> _Try it_
Reply with the data below, repeated exactly in full.

[Dataset items]
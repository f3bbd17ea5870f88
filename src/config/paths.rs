//! Path management for Tally
//!
//! ## Path Resolution Order
//!
//! 1. `TALLY_DATA_DIR` environment variable (if set)
//! 2. Unix (Linux/macOS): `$XDG_CONFIG_HOME/tally` or `~/.config/tally`
//! 3. Windows: `%APPDATA%\tally`

use std::path::PathBuf;

use crate::error::TallyError;

/// Environment variable that overrides the base directory
pub const DATA_DIR_ENV: &str = "TALLY_DATA_DIR";

/// Manages all paths used by Tally
#[derive(Debug, Clone)]
pub struct TallyPaths {
    base_dir: PathBuf,
}

impl TallyPaths {
    /// Resolve the base directory from the environment
    ///
    /// # Errors
    ///
    /// Returns an error if neither the override nor a home directory is available.
    pub fn new() -> Result<Self, TallyError> {
        let base_dir = match std::env::var(DATA_DIR_ENV) {
            Ok(custom) if !custom.trim().is_empty() => PathBuf::from(custom),
            _ => resolve_default_path()?,
        };

        Ok(Self { base_dir })
    }

    /// Create TallyPaths with a custom base directory (useful for testing)
    pub fn with_base_dir(base_dir: PathBuf) -> Self {
        Self { base_dir }
    }

    pub fn base_dir(&self) -> &PathBuf {
        &self.base_dir
    }

    /// Get the data directory (<base>/data/)
    pub fn data_dir(&self) -> PathBuf {
        self.base_dir.join("data")
    }

    /// Get the path to the settings file
    pub fn settings_file(&self) -> PathBuf {
        self.base_dir.join("config.json")
    }

    /// Get the path to the audit log
    pub fn audit_log(&self) -> PathBuf {
        self.base_dir.join("audit.log")
    }

    /// Get the path to the key-value store holding credentials and the session
    pub fn store_file(&self) -> PathBuf {
        self.data_dir().join("store.json")
    }

    /// Get the path to the review queue
    pub fn transactions_file(&self) -> PathBuf {
        self.data_dir().join("transactions.json")
    }

    /// Ensure the base and data directories exist
    pub fn ensure_directories(&self) -> Result<(), TallyError> {
        std::fs::create_dir_all(&self.base_dir)
            .map_err(|e| TallyError::Io(format!("Failed to create base directory: {}", e)))?;

        std::fs::create_dir_all(self.data_dir())
            .map_err(|e| TallyError::Io(format!("Failed to create data directory: {}", e)))?;

        Ok(())
    }
}

#[cfg(not(windows))]
fn resolve_default_path() -> Result<PathBuf, TallyError> {
    let config_base = match std::env::var("XDG_CONFIG_HOME") {
        Ok(xdg) => PathBuf::from(xdg),
        Err(_) => {
            let home = std::env::var("HOME").map_err(|_| {
                TallyError::Config("Could not determine HOME directory".into())
            })?;
            PathBuf::from(home).join(".config")
        }
    };
    Ok(config_base.join("tally"))
}

#[cfg(windows)]
fn resolve_default_path() -> Result<PathBuf, TallyError> {
    let appdata = std::env::var("APPDATA")
        .map_err(|_| TallyError::Config("Could not determine APPDATA directory".into()))?;
    Ok(PathBuf::from(appdata).join("tally"))
}

#[cfg(test)]
mod tests {
    use super::*;
    use tempfile::TempDir;

    #[test]
    fn test_custom_base_dir() {
        let temp_dir = TempDir::new().unwrap();
        let paths = TallyPaths::with_base_dir(temp_dir.path().to_path_buf());

        assert_eq!(paths.base_dir(), temp_dir.path());
        assert_eq!(paths.data_dir(), temp_dir.path().join("data"));
    }

    #[test]
    fn test_ensure_directories() {
        let temp_dir = TempDir::new().unwrap();
        let paths = TallyPaths::with_base_dir(temp_dir.path().join("nested"));

        paths.ensure_directories().unwrap();

        assert!(paths.base_dir().exists());
        assert!(paths.data_dir().exists());
    }

    #[test]
    fn test_file_paths() {
        let temp_dir = TempDir::new().unwrap();
        let paths = TallyPaths::with_base_dir(temp_dir.path().to_path_buf());

        assert_eq!(paths.settings_file(), temp_dir.path().join("config.json"));
        assert_eq!(paths.audit_log(), temp_dir.path().join("audit.log"));
        assert_eq!(
            paths.store_file(),
            temp_dir.path().join("data").join("store.json")
        );
        assert_eq!(
            paths.transactions_file(),
            temp_dir.path().join("data").join("transactions.json")
        );
    }
}
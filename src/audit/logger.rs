//! Append-only JSONL audit log
//!
//! One [`AuditEntry`] per line, flushed as soon as it is written.

use std::fs::{File, OpenOptions};
use std::io::{BufRead, BufReader, Write};
use std::path::PathBuf;

use crate::error::{TallyError, TallyResult};

use super::entry::AuditEntry;

pub struct AuditLogger {
    log_path: PathBuf,
}

impl AuditLogger {
    pub fn new(log_path: PathBuf) -> Self {
        Self { log_path }
    }

    pub fn log(&self, entry: &AuditEntry) -> TallyResult<()> {
        self.log_batch(std::slice::from_ref(entry))
    }

    /// Append several entries with a single flush
    pub fn log_batch(&self, entries: &[AuditEntry]) -> TallyResult<()> {
        if entries.is_empty() {
            return Ok(());
        }

        let mut file = OpenOptions::new()
            .create(true)
            .append(true)
            .open(&self.log_path)
            .map_err(|e| TallyError::Io(format!("Failed to open audit log: {}", e)))?;

        for entry in entries {
            let json = serde_json::to_string(entry)
                .map_err(|e| TallyError::Json(format!("Failed to serialize audit entry: {}", e)))?;

            writeln!(file, "{}", json)
                .map_err(|e| TallyError::Io(format!("Failed to write audit entry: {}", e)))?;
        }

        file.flush()
            .map_err(|e| TallyError::Io(format!("Failed to flush audit log: {}", e)))?;

        Ok(())
    }

    /// Read every entry, oldest first
    pub fn read_all(&self) -> TallyResult<Vec<AuditEntry>> {
        if !self.log_path.exists() {
            return Ok(Vec::new());
        }

        let file = File::open(&self.log_path)
            .map_err(|e| TallyError::Io(format!("Failed to open audit log: {}", e)))?;

        let mut entries = Vec::new();
        for (line_num, line) in BufReader::new(file).lines().enumerate() {
            let line = line.map_err(|e| {
                TallyError::Io(format!("Failed to read audit log line {}: {}", line_num + 1, e))
            })?;

            if line.trim().is_empty() {
                continue;
            }

            let entry: AuditEntry = serde_json::from_str(&line).map_err(|e| {
                TallyError::Json(format!(
                    "Failed to parse audit entry at line {}: {}",
                    line_num + 1,
                    e
                ))
            })?;
            entries.push(entry);
        }

        Ok(entries)
    }

    /// The most recent `count` entries, oldest first
    pub fn read_recent(&self, count: usize) -> TallyResult<Vec<AuditEntry>> {
        let mut all_entries = self.read_all()?;
        let start = all_entries.len().saturating_sub(count);
        Ok(all_entries.split_off(start))
    }

    pub fn path(&self) -> &PathBuf {
        &self.log_path
    }
}
//! `gantry run`: execute the matrix entry for the ambient target.

use anyhow::Result;
use gantry_driver::{run_plan, DriverError, Plan, Toolchain};

/// Execute the plan for `target` and return the process exit status to
/// propagate: 0 on success, the failing step's own status otherwise.
///
/// When a delegated step fails, its transcript is already on the console;
/// the driver stays silent and only carries the status. Spawn failures and
/// signal deaths get an `error:` line of our own because the tool never got
/// to write one.
pub fn run(toolchain: &Toolchain, target: &str, reference: &str) -> Result<i32> {
    let plan = Plan::with_reference(target, reference);

    println!(
        "target: {}",
        if target.is_empty() { "(empty)" } else { target }
    );
    println!("steps:  {plan}");
    println!();

    match run_plan(toolchain, &plan, target) {
        Ok(report) => {
            print!("{report}");
            Ok(0)
        }
        Err(err @ DriverError::StepFailed { .. }) => Ok(err.exit_code()),
        Err(err) => {
            eprintln!("error: {err}");
            Ok(err.exit_code())
        }
    }
}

> _Solution to the exercise_
repository f3bbd17ea5870f88
filename src/config/paths.rs
//! Path management for Tally
//!
//! ## Path Resolution Order
//!
//! 1. `TALLY_DATA_DIR` environment variable (if set)
//! 2. Unix (Linux/macOS): `$XDG_CONFIG_HOME/tally` or `~/.config/tally`
//! 3. Windows: `%APPDATA%\tally`

use std::path::PathBuf;

use crate::error::TallyError;

/// Environment variable that overrides the base directory
pub const DATA_DIR_ENV: &str = "TALLY_DATA_DIR";

/// Manages all paths used by Tally
#[derive(Debug, Clone)]
pub struct TallyPaths {
    base_dir: PathBuf,
}

impl TallyPaths {
    /// Resolve the base directory from the environment
    ///
    /// # Errors
    ///
    /// Returns an error if neither the override nor a home directory is available.
    pub fn new() -> Result<Self, TallyError> {
        let base_dir = match std::env::var(DATA_DIR_ENV) {
            Ok(custom) if !custom.trim().is_empty() => PathBuf::from(custom),
            _ => resolve_default_path()?,
        };

        Ok(Self { base_dir })
    }

    /// Create TallyPaths with a custom base directory (useful for testing)
    pub fn with_base_dir(base_dir: PathBuf) -> Self {
        Self { base_dir }
    }

    pub fn base_dir(&self) -> &PathBuf {
        &self.base_dir
    }

    /// Get the data directory (<base>/data/)
    pub fn data_dir(&self) -> PathBuf {
        self.base_dir.join("data")
    }

    /// Get the path to the settings file
    pub fn settings_file(&self) -> PathBuf {
        self.base_dir.join("config.json")
    }

    /// Get the path to the audit log
    pub fn audit_log(&self) -> PathBuf {
        self.base_dir.join("audit.log")
    }

    /// Get the path to the key-value store holding credentials and the session
    pub fn store_file(&self) -> PathBuf {
        self.data_dir().join("store.json")
    }

    /// Get the path to the review queue
    pub fn transactions_file(&self) -> PathBuf {
        self.data_dir().join("transactions.json")
    }

    /// Ensure the base and data directories exist
    pub fn ensure_directories(&self) -> Result<(), TallyError> {
        std::fs::create_dir_all(&self.base_dir)
            .map_err(|e| TallyError::Io(format!("Failed to create base directory: {}", e)))?;

        std::fs::create_dir_all(self.data_dir())
            .map_err(|e| TallyError::Io(format!("Failed to create data directory: {}", e)))?;

        Ok(())
    }
}

#[cfg(not(windows))]
fn resolve_default_path() -> Result<PathBuf, TallyError> {
    let config_base = match std::env::var("XDG_CONFIG_HOME") {
        Ok(xdg) => PathBuf::from(xdg),
        Err(_) => {
            let home = std::env::var("HOME").map_err(|_| {
                TallyError::Config("Could not determine HOME directory".into())
            })?;
            PathBuf::from(home).join(".config")
        }
    };
    Ok(config_base.join("tally"))
}

#[cfg(windows)]
fn resolve_default_path() -> Result<PathBuf, TallyError> {
    let appdata = std::env::var("APPDATA")
        .map_err(|_| TallyError::Config("Could not determine APPDATA directory".into()))?;
    Ok(PathBuf::from(appdata).join("tally"))
}

#[cfg(test)]
mod tests {
    use super::*;
    use tempfile::TempDir;

    #[test]
    fn test_custom_base_dir() {
        let temp_dir = TempDir::new().unwrap();
        let paths = TallyPaths::with_base_dir(temp_dir.path().to_path_buf());

        assert_eq!(paths.base_dir(), temp_dir.path());
        assert_eq!(paths.data_dir(), temp_dir.path().join("data"));
    }

    #[test]
    fn test_ensure_directories() {
        let temp_dir = TempDir::new().unwrap();
        let paths = TallyPaths::with_base_dir(temp_dir.path().join("nested"));

        paths.ensure_directories().unwrap();

        assert!(paths.base_dir().exists());
        assert!(paths.data_dir().exists());
    }

    #[test]
    fn test_file_paths() {
        let temp_dir = TempDir::new().unwrap();
        let paths = TallyPaths::with_base_dir(temp_dir.path().to_path_buf());

        assert_eq!(paths.settings_file(), temp_dir.path().join("config.json"));
        assert_eq!(paths.audit_log(), temp_dir.path().join("audit.log"));
        assert_eq!(
            paths.store_file(),
            temp_dir.path().join("data").join("store.json")
        );
        assert_eq!(
            paths.transactions_file(),
            temp_dir.path().join("data").join("transactions.json")
        );
    }
}
filename src/audit/logger.rs
//! Append-only JSONL audit log
//!
//! One [`AuditEntry`] per line, flushed as soon as it is written.

use std::fs::{File, OpenOptions};
use std::io::{BufRead, BufReader, Write};
use std::path::PathBuf;

use crate::error::{TallyError, TallyResult};

use super::entry::AuditEntry;

pub struct AuditLogger {
    log_path: PathBuf,
}

impl AuditLogger {
    pub fn new(log_path: PathBuf) -> Self {
        Self { log_path }
    }

    pub fn log(&self, entry: &AuditEntry) -> TallyResult<()> {
        self.log_batch(std::slice::from_ref(entry))
    }

    /// Append several entries with a single flush
    pub fn log_batch(&self, entries: &[AuditEntry]) -> TallyResult<()> {
        if entries.is_empty() {
            return Ok(());
        }

        let mut file = OpenOptions::new()
            .create(true)
            .append(true)
            .open(&self.log_path)
            .map_err(|e| TallyError::Io(format!("Failed to open audit log: {}", e)))?;

        for entry in entries {
            let json = serde_json::to_string(entry)
                .map_err(|e| TallyError::Json(format!("Failed to serialize audit entry: {}", e)))?;

            writeln!(file, "{}", json)
                .map_err(|e| TallyError::Io(format!("Failed to write audit entry: {}", e)))?;
        }

        file.flush()
            .map_err(|e| TallyError::Io(format!("Failed to flush audit log: {}", e)))?;

        Ok(())
    }

    /// Read every entry, oldest first
    pub fn read_all(&self) -> TallyResult<Vec<AuditEntry>> {
        if !self.log_path.exists() {
            return Ok(Vec::new());
        }

        let file = File::open(&self.log_path)
            .map_err(|e| TallyError::Io(format!("Failed to open audit log: {}", e)))?;

        let mut entries = Vec::new();
        for (line_num, line) in BufReader::new(file).lines().enumerate() {
            let line = line.map_err(|e| {
                TallyError::Io(format!("Failed to read audit log line {}: {}", line_num + 1, e))
            })?;

            if line.trim().is_empty() {
                continue;
            }

            let entry: AuditEntry = serde_json::from_str(&line).map_err(|e| {
                TallyError::Json(format!(
                    "Failed to parse audit entry at line {}: {}",
                    line_num + 1,
                    e
                ))
            })?;
            entries.push(entry);
        }

        Ok(entries)
    }

    /// The most recent `count` entries, oldest first
    pub fn read_recent(&self, count: usize) -> TallyResult<Vec<AuditEntry>> {
        let mut all_entries = self.read_all()?;
        let start = all_entries.len().saturating_sub(count);
        Ok(all_entries.split_off(start))
    }

    pub fn path(&self) -> &PathBuf {
        &self.log_path
    }
}
//! `gantry run`: execute the matrix entry for the ambient target.

use anyhow::Result;
use gantry_driver::{run_plan, DriverError, Plan, Toolchain};

/// Execute the plan for `target` and return the process exit status to
/// propagate: 0 on success, the failing step's own status otherwise.
///
/// When a delegated step fails, its transcript is already on the console;
/// the driver stays silent and only carries the status. Spawn failures and
/// signal deaths get an `error:` line of our own because the tool never got
/// to write one.
pub fn run(toolchain: &Toolchain, target: &str, reference: &str) -> Result<i32> {
    let plan = Plan::with_reference(target, reference);

    println!(
        "target: {}",
        if target.is_empty() { "(empty)" } else { target }
    );
    println!("steps:  {plan}");
    println!();

    match run_plan(toolchain, &plan, target) {
        Ok(report) => {
            print!("{report}");
            Ok(0)
        }
        Err(err @ DriverError::StepFailed { .. }) => Ok(err.exit_code()),
        Err(err) => {
            eprintln!("error: {err}");
            Ok(err.exit_code())
        }
    }
}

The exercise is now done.